TOMO 歌うことが生活の全てでは無かったのですね?
Holly もちろん音楽は全ての中心だったわ。でも若いうちは人生勉強も同じくらい大切だと思うの。ケータリングの仕事で街から2、3時間離れた会場に行くときは、いつも音楽を聴きながらドライブ気分で楽しかった。でもね、一歩会場に入ると、そこには社会の縮図があって、誰がボスで、どれが子分で、というヒエラルキーを学んだわ。当然、ケータリングの私は一番の末端ね(笑)。仕事が終われば今度は自分の事をやるの。ライブのブッキングをしたり。ポスターを自分で作って、それを真冬の深夜2時にバケツを持って貼りにいったり(笑)もう二度と嫌だけど、当時は何でも自分でやったわね。
TOMO これから本格的に歌手として活動を始めようという矢先、交通事故でアゴの骨を粉砕骨折し、医者に歌手生命は絶望だと宣告されてしまったそうですね。その言葉を聞いて、どう思いましたか?
Holly 普通、本人に直接言わないでしょ!? そんな絶望的なこと。私じゃなかったら自殺してるわ、きっと(笑)。でも私は無理だと言われたら逆に『やってやろうじゃない!』というタイプ。ワイヤーで固定されてるアゴを使わずに、腹式だけで発声練習をしたわ。あんなに練習したのは生まれて初めてで、ワイヤーを外す頃には、以前よりも歌が上手くなってたの! 今の私があるのも、きっとあの時の発声練習のお陰だと思うわ。それから忘れられないのは、母親が作ってくれたスープね。固形物が一切食べれなかったので、ありとあらゆる食材をジューサーで細かくして、考え付く限りのスープを作ってくれたの。そういう家族の暖かいサポートが私を支えてくれたのよ。
疲れた体に、そっと染み入るようなホリー・コールの歌声には秘密がある。どんなに悲しいスタンダードを歌ったとしても、彼女の中に溢れるボジティブなエネルギーが歌声を通して伝わってくるのだ。

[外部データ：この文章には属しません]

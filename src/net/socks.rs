//! SOCKS5 tunneling (RFC 1928, username/password per RFC 1929)
//!
//! `socks5://` resolves the target locally and sends an IP address;
//! `socks5h://` sends the hostname and lets the proxy resolve it.

use super::{Dialer, ProxyScheme, ProxySpec};
use crate::config::Endpoint;
use crate::connection::Transport;
use crate::{Error, Result};
use async_trait::async_trait;
use std::net::{IpAddr, SocketAddr};
use tokio::io::{AsyncReadExt, AsyncWriteExt};
use tokio::net::TcpStream;

const VERSION: u8 = 0x05;
const AUTH_VERSION: u8 = 0x01;

const METHOD_NONE: u8 = 0x00;
const METHOD_USER_PASS: u8 = 0x02;
const METHOD_UNACCEPTABLE: u8 = 0xff;

const CMD_CONNECT: u8 = 0x01;

const ATYP_IPV4: u8 = 0x01;
const ATYP_DOMAIN: u8 = 0x03;
const ATYP_IPV6: u8 = 0x04;

/// Dialer that tunnels through a SOCKS5 proxy
#[derive(Debug, Clone)]
pub struct SocksDialer {
    proxy: ProxySpec,
}

/// Destination address as sent in the CONNECT request
#[derive(Debug, Clone, PartialEq, Eq)]
enum TargetAddr {
    Ip(SocketAddr),
    Domain(String, u16),
}

impl SocksDialer {
    /// Create a dialer for the given proxy
    pub fn new(proxy: ProxySpec) -> Self {
        Self { proxy }
    }

    async fn target_addr(&self, host: &str, port: u16) -> Result<TargetAddr> {
        if let Ok(ip) = host.parse::<IpAddr>() {
            return Ok(TargetAddr::Ip(SocketAddr::new(ip, port)));
        }
        if self.proxy.scheme == ProxyScheme::Socks5h {
            return Ok(TargetAddr::Domain(host.to_string(), port));
        }

        let mut addrs = tokio::net::lookup_host((host, port)).await?;
        addrs.next().map(TargetAddr::Ip).ok_or_else(|| {
            Error::Io(std::io::Error::new(
                std::io::ErrorKind::NotFound,
                format!("no addresses found for {}", host),
            ))
        })
    }

    async fn negotiate_method(&self, stream: &mut TcpStream) -> Result<()> {
        let credentials = self.proxy.username.is_some();
        let greeting: &[u8] = if credentials {
            &[VERSION, 2, METHOD_NONE, METHOD_USER_PASS]
        } else {
            &[VERSION, 1, METHOD_NONE]
        };
        stream.write_all(greeting).await?;

        let mut reply = [0u8; 2];
        stream.read_exact(&mut reply).await?;
        if reply[0] != VERSION {
            return Err(socks_error(format!("unexpected SOCKS version {}", reply[0])));
        }

        match reply[1] {
            METHOD_NONE => Ok(()),
            METHOD_USER_PASS if credentials => self.authenticate(stream).await,
            METHOD_UNACCEPTABLE => Err(socks_error("no acceptable authentication method")),
            other => Err(socks_error(format!(
                "proxy selected unsupported authentication method {:#04x}",
                other
            ))),
        }
    }

    async fn authenticate(&self, stream: &mut TcpStream) -> Result<()> {
        let user = self.proxy.username.as_deref().unwrap_or("").as_bytes();
        let pass = self.proxy.password.as_deref().unwrap_or("").as_bytes();
        if user.len() > 255 || pass.len() > 255 {
            return Err(Error::Config(
                "SOCKS5 username and password must be at most 255 bytes".into(),
            ));
        }

        let mut request = Vec::with_capacity(3 + user.len() + pass.len());
        request.push(AUTH_VERSION);
        request.push(user.len() as u8);
        request.extend_from_slice(user);
        request.push(pass.len() as u8);
        request.extend_from_slice(pass);
        stream.write_all(&request).await?;

        let mut reply = [0u8; 2];
        stream.read_exact(&mut reply).await?;
        if reply[1] != 0x00 {
            return Err(socks_error("username/password authentication failed"));
        }
        Ok(())
    }

    async fn connect(&self, stream: &mut TcpStream, target: &TargetAddr) -> Result<()> {
        stream.write_all(&connect_request(target)?).await?;

        let mut head = [0u8; 4];
        stream.read_exact(&mut head).await?;
        if head[0] != VERSION {
            return Err(socks_error(format!("unexpected SOCKS version {}", head[0])));
        }
        if head[1] != 0x00 {
            return Err(reply_error(head[1]));
        }

        // Bound address is not used, but must be drained
        let addr_len = match head[3] {
            ATYP_IPV4 => 4,
            ATYP_IPV6 => 16,
            ATYP_DOMAIN => stream.read_u8().await? as usize,
            other => return Err(socks_error(format!("unknown address type {}", other))),
        };
        let mut bound = vec![0u8; addr_len + 2];
        stream.read_exact(&mut bound).await?;
        Ok(())
    }
}

#[async_trait]
impl Dialer for SocksDialer {
    async fn dial(&self, target: &Endpoint) -> Result<Transport> {
        let (host, port) = match target {
            Endpoint::Tcp { host, port } => (host.as_str(), *port),
            other => {
                return Err(Error::Config(format!(
                    "{} cannot be reached through a SOCKS proxy",
                    other
                )))
            }
        };

        tracing::debug!(proxy = %self.proxy, target = %target, "opening SOCKS5 tunnel");

        let target = self.target_addr(host, port).await?;
        let mut stream = TcpStream::connect((self.proxy.host.as_str(), self.proxy.port)).await?;
        let _ = stream.set_nodelay(true);

        self.negotiate_method(&mut stream).await?;
        self.connect(&mut stream, &target).await?;

        Ok(Transport::from_tcp(stream))
    }

    fn name(&self) -> &'static str {
        match self.proxy.scheme {
            ProxyScheme::Socks5h => "socks5h",
            _ => "socks5",
        }
    }
}

fn connect_request(target: &TargetAddr) -> Result<Vec<u8>> {
    let mut request = vec![VERSION, CMD_CONNECT, 0x00];
    let port = match target {
        TargetAddr::Ip(SocketAddr::V4(addr)) => {
            request.push(ATYP_IPV4);
            request.extend_from_slice(&addr.ip().octets());
            addr.port()
        }
        TargetAddr::Ip(SocketAddr::V6(addr)) => {
            request.push(ATYP_IPV6);
            request.extend_from_slice(&addr.ip().octets());
            addr.port()
        }
        TargetAddr::Domain(host, port) => {
            if host.len() > 255 {
                return Err(Error::Config(format!("hostname {} is too long for SOCKS5", host)));
            }
            request.push(ATYP_DOMAIN);
            request.push(host.len() as u8);
            request.extend_from_slice(host.as_bytes());
            *port
        }
    };
    request.extend_from_slice(&port.to_be_bytes());
    Ok(request)
}

fn reply_message(code: u8) -> String {
    let reason = match code {
        0x01 => "general SOCKS server failure",
        0x02 => "connection not allowed by ruleset",
        0x03 => "network unreachable",
        0x04 => "host unreachable",
        0x05 => "connection refused",
        0x06 => "TTL expired",
        0x07 => "command not supported",
        0x08 => "address type not supported",
        _ => "unknown failure",
    };
    format!("SOCKS5 connect failed: {} ({:#04x})", reason, code)
}

/// Map a failed CONNECT reply onto an error
///
/// Failures on the proxy's side of the tunnel (target refused, unreachable,
/// TTL expired) carry no engine code and are retried like a direct refusal.
/// Ruleset denials and protocol mismatches stay proxy errors.
fn reply_error(code: u8) -> Error {
    let kind = match code {
        0x05 => std::io::ErrorKind::ConnectionRefused,
        0x06 => std::io::ErrorKind::TimedOut,
        0x01 | 0x03 | 0x04 => std::io::ErrorKind::Other,
        _ => return socks_error(reply_message(code)),
    };
    Error::Io(std::io::Error::new(kind, reply_message(code)))
}

fn socks_error(message: impl Into<String>) -> Error {
    Error::Proxy {
        status: None,
        message: message.into(),
    }
}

そして最後にホリーが語ったメッセージは、彼女の生きた人生そのものであり、僕らにとっては貴重な人生の指針となるアドバイス
Don't make the safe choice
Holly 失敗を恐れず、リスクを負うこと。もしも道を誤ったら、そこからまた始めればいい。安全な道ばかりを選べば、あなたはそれ以上先へは進めないわ。私は音楽一家に生まれ育ったこともあって、人は『歌手になるために生まれてきた』と私を表現するけど、そんな事はない。皆さんと同じように努力して、そして自分で勝ち取ってきたものばかりなのよ。